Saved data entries
↓↓↓

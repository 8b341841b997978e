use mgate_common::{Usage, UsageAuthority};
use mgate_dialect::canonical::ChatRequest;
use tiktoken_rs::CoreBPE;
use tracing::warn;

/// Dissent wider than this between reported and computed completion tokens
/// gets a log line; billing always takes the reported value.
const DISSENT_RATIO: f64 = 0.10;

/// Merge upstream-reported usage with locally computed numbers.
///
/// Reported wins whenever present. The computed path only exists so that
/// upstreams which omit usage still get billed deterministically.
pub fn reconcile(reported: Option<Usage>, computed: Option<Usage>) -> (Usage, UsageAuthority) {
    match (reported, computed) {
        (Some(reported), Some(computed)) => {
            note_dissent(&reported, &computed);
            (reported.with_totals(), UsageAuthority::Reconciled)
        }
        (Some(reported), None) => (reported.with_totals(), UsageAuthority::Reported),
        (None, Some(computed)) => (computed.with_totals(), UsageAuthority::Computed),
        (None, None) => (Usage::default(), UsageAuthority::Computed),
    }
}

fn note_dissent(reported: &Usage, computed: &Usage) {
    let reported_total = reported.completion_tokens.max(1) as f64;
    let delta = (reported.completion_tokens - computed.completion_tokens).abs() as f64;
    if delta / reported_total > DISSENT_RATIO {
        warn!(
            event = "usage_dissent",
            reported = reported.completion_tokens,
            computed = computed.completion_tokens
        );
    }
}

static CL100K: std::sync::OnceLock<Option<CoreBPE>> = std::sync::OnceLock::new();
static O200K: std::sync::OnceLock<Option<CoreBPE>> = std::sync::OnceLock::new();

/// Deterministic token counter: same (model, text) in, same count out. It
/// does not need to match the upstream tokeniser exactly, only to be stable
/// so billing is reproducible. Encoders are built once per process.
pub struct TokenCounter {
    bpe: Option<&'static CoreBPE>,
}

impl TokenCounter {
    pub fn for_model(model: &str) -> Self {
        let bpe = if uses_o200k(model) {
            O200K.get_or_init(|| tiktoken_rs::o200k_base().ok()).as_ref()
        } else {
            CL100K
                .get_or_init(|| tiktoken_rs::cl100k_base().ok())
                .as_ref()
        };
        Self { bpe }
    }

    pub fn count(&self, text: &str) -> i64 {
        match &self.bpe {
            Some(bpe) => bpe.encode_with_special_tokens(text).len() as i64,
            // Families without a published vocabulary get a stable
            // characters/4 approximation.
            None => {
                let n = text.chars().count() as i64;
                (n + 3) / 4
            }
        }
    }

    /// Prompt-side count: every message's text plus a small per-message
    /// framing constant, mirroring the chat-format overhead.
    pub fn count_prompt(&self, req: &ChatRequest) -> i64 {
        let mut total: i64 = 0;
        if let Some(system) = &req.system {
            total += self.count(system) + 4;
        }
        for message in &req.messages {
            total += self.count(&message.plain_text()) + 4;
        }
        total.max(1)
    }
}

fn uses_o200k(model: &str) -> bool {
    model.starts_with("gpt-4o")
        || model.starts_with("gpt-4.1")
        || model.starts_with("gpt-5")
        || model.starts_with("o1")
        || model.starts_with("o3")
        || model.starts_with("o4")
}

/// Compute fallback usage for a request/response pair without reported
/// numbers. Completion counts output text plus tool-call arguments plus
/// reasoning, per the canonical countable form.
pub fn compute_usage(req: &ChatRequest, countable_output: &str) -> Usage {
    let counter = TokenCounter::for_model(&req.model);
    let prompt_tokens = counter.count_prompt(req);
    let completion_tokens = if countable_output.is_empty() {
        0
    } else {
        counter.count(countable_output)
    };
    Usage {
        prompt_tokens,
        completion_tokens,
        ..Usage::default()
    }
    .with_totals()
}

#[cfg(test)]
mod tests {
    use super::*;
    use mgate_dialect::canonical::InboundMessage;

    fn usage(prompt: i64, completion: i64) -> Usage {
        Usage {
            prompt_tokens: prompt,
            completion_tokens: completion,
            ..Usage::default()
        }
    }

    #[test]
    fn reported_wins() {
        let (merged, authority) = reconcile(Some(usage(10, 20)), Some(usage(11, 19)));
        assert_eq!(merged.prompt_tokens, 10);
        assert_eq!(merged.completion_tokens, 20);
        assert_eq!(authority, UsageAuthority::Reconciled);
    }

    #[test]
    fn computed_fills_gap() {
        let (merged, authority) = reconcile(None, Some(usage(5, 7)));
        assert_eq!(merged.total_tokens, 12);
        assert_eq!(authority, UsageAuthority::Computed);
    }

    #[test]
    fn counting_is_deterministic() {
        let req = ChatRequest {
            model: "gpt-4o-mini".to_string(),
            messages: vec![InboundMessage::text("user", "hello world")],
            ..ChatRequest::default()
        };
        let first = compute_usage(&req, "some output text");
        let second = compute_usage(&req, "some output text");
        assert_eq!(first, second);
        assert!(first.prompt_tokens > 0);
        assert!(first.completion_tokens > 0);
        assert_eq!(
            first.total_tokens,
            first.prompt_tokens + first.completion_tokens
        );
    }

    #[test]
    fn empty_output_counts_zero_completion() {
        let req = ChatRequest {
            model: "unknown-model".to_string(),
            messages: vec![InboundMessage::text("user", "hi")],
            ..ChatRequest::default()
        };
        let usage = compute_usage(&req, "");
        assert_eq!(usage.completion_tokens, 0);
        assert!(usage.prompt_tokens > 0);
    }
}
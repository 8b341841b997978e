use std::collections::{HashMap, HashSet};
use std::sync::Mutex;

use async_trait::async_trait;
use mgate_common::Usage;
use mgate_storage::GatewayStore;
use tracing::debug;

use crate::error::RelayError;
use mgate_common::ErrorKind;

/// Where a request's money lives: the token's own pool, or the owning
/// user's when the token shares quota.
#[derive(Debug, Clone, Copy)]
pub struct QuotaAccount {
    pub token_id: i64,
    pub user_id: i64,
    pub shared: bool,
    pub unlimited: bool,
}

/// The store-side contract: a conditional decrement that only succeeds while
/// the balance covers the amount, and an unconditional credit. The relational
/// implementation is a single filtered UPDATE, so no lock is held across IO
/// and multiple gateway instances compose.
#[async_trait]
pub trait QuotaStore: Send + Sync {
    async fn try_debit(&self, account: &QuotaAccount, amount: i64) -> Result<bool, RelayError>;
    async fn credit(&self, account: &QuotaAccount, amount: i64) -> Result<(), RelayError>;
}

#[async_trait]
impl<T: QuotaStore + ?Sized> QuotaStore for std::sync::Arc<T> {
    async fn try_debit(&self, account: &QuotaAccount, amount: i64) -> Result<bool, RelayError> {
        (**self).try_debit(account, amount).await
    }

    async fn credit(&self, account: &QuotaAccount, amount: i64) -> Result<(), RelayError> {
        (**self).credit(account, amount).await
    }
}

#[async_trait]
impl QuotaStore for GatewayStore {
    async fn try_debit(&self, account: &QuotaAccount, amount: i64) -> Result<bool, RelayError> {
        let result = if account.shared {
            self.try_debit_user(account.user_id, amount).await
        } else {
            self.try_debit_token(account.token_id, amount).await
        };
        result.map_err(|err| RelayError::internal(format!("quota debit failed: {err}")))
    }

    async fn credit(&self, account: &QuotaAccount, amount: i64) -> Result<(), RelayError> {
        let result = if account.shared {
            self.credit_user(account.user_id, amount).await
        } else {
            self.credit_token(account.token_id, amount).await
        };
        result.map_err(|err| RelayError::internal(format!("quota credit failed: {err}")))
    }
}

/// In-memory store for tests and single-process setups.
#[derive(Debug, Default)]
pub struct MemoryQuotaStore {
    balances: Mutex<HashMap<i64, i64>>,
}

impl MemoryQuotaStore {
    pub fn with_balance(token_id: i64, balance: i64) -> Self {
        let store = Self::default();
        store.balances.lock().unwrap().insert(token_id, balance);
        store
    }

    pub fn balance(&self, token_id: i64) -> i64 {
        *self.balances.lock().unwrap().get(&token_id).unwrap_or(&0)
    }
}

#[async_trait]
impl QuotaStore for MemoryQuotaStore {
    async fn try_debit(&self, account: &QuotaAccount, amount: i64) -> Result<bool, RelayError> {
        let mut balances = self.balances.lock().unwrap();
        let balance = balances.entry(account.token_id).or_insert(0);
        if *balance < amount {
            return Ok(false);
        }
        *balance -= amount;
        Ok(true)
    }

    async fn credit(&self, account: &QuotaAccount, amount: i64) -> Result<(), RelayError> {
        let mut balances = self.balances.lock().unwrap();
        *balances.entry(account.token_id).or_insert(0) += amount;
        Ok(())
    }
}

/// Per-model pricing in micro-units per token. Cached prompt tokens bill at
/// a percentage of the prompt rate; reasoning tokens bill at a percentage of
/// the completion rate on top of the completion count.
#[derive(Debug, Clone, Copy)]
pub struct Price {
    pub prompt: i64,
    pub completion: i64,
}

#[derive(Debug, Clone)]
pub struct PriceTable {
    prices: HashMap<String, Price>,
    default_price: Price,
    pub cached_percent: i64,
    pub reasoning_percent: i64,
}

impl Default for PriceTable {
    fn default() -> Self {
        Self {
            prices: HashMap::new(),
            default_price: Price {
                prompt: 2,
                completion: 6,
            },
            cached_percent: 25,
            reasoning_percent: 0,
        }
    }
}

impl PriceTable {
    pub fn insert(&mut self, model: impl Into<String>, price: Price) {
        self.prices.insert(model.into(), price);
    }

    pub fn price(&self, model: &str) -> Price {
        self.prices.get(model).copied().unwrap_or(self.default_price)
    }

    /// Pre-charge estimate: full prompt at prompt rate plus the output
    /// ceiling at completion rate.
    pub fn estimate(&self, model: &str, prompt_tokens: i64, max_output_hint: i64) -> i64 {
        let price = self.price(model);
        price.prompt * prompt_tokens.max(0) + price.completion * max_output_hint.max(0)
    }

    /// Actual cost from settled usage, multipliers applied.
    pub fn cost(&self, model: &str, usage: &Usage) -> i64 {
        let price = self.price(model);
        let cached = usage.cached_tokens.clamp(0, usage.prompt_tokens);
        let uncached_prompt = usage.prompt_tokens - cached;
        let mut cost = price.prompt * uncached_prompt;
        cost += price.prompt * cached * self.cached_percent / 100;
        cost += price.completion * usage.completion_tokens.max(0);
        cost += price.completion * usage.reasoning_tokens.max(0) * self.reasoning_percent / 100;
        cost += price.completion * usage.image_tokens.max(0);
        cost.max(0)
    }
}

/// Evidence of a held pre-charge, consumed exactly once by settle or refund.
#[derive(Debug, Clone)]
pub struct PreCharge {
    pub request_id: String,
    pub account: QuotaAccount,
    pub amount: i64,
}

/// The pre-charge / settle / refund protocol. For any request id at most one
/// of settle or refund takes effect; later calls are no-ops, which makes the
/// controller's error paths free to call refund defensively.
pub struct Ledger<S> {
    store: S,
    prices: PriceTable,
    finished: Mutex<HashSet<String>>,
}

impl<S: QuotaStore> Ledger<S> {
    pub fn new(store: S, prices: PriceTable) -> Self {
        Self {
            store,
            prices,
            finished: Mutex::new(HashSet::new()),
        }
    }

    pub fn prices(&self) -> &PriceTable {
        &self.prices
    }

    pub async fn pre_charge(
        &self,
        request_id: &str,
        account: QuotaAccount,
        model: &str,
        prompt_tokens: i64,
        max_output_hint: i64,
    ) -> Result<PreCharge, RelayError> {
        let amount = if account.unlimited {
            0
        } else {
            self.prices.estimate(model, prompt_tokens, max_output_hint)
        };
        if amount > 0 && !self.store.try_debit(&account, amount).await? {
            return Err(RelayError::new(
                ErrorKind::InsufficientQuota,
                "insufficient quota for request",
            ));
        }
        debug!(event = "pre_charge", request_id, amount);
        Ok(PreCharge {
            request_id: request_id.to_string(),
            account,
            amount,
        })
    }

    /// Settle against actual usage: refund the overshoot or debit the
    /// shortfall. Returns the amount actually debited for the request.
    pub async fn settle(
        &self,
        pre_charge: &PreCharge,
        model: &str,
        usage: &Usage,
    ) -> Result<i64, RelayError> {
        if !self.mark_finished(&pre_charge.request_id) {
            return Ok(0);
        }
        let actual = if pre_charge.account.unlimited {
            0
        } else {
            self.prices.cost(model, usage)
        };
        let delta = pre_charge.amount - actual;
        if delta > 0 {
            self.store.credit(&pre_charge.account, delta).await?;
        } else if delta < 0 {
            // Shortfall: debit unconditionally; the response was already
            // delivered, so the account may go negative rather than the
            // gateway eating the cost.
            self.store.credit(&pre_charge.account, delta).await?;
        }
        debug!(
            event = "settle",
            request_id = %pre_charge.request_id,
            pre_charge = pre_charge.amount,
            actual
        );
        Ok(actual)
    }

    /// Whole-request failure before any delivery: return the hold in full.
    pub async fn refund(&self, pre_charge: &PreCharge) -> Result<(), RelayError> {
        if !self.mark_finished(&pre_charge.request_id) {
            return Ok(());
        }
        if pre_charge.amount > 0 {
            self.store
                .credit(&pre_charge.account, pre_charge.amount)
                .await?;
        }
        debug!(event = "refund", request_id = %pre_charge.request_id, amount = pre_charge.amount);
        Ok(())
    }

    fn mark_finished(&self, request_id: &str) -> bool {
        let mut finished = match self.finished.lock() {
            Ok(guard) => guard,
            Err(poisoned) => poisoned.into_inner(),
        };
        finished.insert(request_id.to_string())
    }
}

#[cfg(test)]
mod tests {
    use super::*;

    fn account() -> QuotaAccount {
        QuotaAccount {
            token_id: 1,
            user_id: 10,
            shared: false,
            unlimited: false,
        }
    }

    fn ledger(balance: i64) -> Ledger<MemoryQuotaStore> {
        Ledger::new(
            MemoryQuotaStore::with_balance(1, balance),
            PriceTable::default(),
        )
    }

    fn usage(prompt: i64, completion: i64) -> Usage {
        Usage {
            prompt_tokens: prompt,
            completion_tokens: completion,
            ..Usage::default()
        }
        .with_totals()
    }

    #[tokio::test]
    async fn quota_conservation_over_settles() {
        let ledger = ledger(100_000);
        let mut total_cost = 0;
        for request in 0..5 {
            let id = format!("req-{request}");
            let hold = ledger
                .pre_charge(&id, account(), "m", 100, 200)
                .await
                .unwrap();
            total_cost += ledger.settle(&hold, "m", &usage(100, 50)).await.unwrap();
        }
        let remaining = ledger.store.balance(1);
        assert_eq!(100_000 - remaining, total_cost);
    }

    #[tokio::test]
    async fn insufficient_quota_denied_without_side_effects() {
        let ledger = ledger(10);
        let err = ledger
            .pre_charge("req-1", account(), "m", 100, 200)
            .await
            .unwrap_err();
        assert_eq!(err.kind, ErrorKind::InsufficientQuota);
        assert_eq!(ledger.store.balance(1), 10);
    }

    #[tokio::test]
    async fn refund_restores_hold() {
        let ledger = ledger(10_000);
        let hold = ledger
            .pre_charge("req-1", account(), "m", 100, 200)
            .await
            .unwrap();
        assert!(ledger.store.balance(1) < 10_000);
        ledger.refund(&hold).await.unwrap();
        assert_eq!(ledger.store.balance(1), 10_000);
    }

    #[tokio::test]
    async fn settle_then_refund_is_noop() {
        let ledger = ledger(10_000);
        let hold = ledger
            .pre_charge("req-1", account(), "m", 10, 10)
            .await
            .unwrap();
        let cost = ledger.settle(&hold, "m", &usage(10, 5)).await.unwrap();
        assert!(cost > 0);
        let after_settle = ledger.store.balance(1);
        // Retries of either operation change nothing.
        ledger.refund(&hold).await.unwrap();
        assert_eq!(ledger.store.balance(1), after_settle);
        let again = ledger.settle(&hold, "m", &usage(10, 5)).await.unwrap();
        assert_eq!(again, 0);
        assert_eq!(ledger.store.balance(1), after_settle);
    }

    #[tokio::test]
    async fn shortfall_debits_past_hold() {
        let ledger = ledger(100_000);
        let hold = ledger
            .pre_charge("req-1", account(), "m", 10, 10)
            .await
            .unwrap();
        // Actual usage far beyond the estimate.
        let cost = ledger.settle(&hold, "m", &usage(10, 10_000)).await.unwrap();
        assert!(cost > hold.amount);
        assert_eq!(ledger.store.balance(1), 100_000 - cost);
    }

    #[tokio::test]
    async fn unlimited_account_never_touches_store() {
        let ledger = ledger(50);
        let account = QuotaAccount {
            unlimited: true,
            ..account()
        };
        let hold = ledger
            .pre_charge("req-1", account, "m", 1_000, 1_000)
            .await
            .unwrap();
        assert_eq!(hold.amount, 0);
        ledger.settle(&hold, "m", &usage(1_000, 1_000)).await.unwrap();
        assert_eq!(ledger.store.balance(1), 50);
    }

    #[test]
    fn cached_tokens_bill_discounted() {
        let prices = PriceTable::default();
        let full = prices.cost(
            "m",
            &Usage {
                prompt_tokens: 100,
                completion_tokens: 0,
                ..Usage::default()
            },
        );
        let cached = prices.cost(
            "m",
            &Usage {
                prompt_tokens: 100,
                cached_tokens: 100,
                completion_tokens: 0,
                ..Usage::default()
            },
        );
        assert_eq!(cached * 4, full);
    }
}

↑↑↑

What you are asked to do
Starting at the first line of the records above, please copy each line exactly until you reach the line containing "(Some(reported), Some(computed)) =>". Include that line and stop there.

Solution
repository 8b341841b997978e
use mgate_common::{Usage, UsageAuthority};
use mgate_dialect::canonical::ChatRequest;
use tiktoken_rs::CoreBPE;
use tracing::warn;

/// Dissent wider than this between reported and computed completion tokens
/// gets a log line; billing always takes the reported value.
const DISSENT_RATIO: f64 = 0.10;

/// Merge upstream-reported usage with locally computed numbers.
///
/// Reported wins whenever present. The computed path only exists so that
/// upstreams which omit usage still get billed deterministically.
pub fn reconcile(reported: Option<Usage>, computed: Option<Usage>) -> (Usage, UsageAuthority) {
    match (reported, computed) {
        (Some(reported), Some(computed)) => {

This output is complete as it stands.